Tarifs extrêmement bas

Se déclarant "profondément inquiets de voir qu'un grand nombre de ces investissements proviennent d'Etats qui semblent ignorer les principes d'une concurrence loyale en vigueur en Europe", Air France-KLM et Lufthansa affirment qu'"en contradiction avec les règles européennes, ces investisseurs obtiennent un très haut degré de contrôle des compagnies européennes (dans lesquelles ils investissent, ndlr) et ont, en particulier, la possibilité d'exercer, directement ou indirectement, une influence décisive pour orienter le trafic au départ des aéroports européens vers leur hubs, en mettant en place des capacités de sièges excessives et, le plus souvent, des tarifs extrêmement bas".

Ceci, dénonce le texte, alors qu'il n'existe pas de réciprocité pour les investisseurs européens, dans la mesure où les compagnies et les aéroports des pays du Golfe sont détenus par leur gouvernement ou des organismes gouvernementaux.

"Un désastre"

Depuis quelques mois, Air France-KLM et Lufthansa (surtout) ne cessent de pointer les dangers des compagnies du Golfe. Lors de l'assemblée générale des actionnaires en mai, Alexandre de Juniac avait demandé que Bruxelles mette en place des instruments de défense des intérêts des compagnies européennes.
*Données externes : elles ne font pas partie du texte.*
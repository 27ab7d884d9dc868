//! Backup service configuration types

use std::path::{Path, PathBuf};
use std::sync::Arc;

use herd_backup_types::BACKUP_VERSION;
use serde::{Deserialize, Serialize};

use crate::error::BackupResult;
use crate::registry::DateFieldRegistry;
use crate::serializer::DateEncoding;

/// Default for pretty-printed backup files
pub const DEFAULT_PRETTY_OUTPUT: bool = true;

// Helper functions for serde defaults
fn default_supported_version() -> u32 {
    BACKUP_VERSION
}

fn default_pretty_output() -> bool {
    DEFAULT_PRETTY_OUTPUT
}

/// Configuration for exporting and importing backups
#[derive(Debug, Clone, PartialEq, Serialize, Deserialize)]
#[serde(rename_all = "camelCase")]
pub struct BackupConfig {
    /// Backup format version written on export and required on import
    #[serde(default = "default_supported_version")]
    pub supported_version: u32,

    /// How instants are written into backup files
    #[serde(default)]
    pub date_encoding: DateEncoding,

    /// Indent exported JSON
    #[serde(default = "default_pretty_output")]
    pub pretty_output: bool,

    /// Date field registry to load instead of the built-in farm table
    #[serde(default)]
    pub registry_path: Option<PathBuf>,
}

impl Default for BackupConfig {
    fn default() -> Self {
        Self {
            supported_version: default_supported_version(),
            date_encoding: DateEncoding::default(),
            pretty_output: default_pretty_output(),
            registry_path: None,
        }
    }
}

impl BackupConfig {
    /// Read configuration from a JSON file; absent keys take their defaults
    pub fn from_json_file(path: impl AsRef<Path>) -> BackupResult<Self> {
        let json = std::fs::read_to_string(path.as_ref())?;
        Ok(serde_json::from_str(&json)?)
    }

    /// Resolve the date field registry this configuration points at
    pub fn registry(&self) -> BackupResult<Arc<DateFieldRegistry>> {
        let registry = match &self.registry_path {
            Some(path) => DateFieldRegistry::from_json_file(path)?,
            None => DateFieldRegistry::farm_default(),
        };
        Ok(Arc::new(registry))
    }
}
Dans une interview accordée à La Tribune dans le cadre du Paris Air Forum qui se déroulera à Paris le 11 juillet, son prédécesseur, Jean-Cyril Spinetta, aujourd'hui président d'honneur d'Air France-KLM a déclaré que "sans concurrence équitable le transport aérien européen va au désastre".

Alors qu'elle était plutôt réservée sur le sujet, préférant laisser les Etats membres agir, la Commission s'est saisi du dossier en se penchant sur les prises de participations dans le capital des compagnies européennes d'investisseurs non communautaires.

Le courrier commun entre Air France-KLM et Lufthansa pourrait n'être qu'une première étape. Selon nos informations, Air France-KLM et Lufthansa envisagent de porter ce dossier devant les tribunaux.

 Air France-KLM partenaire d'Etihad...

Si Air France-KLM n'a jamais caché son hostilité et ses craintes face au développement des compagnies du Golfe, son activisme peut surprendre dans la mesure où Etihad, visée par le courrier, est devenu un partenaire commercial du groupe français (lequel veut même approfondir sa relation) et qu'elle sera un interlocuteur évidemment incontournable dans les relations entre Air France-KLM et Alitalia si la compagnie d'Abu Dhabi en devient le principal actionnaire.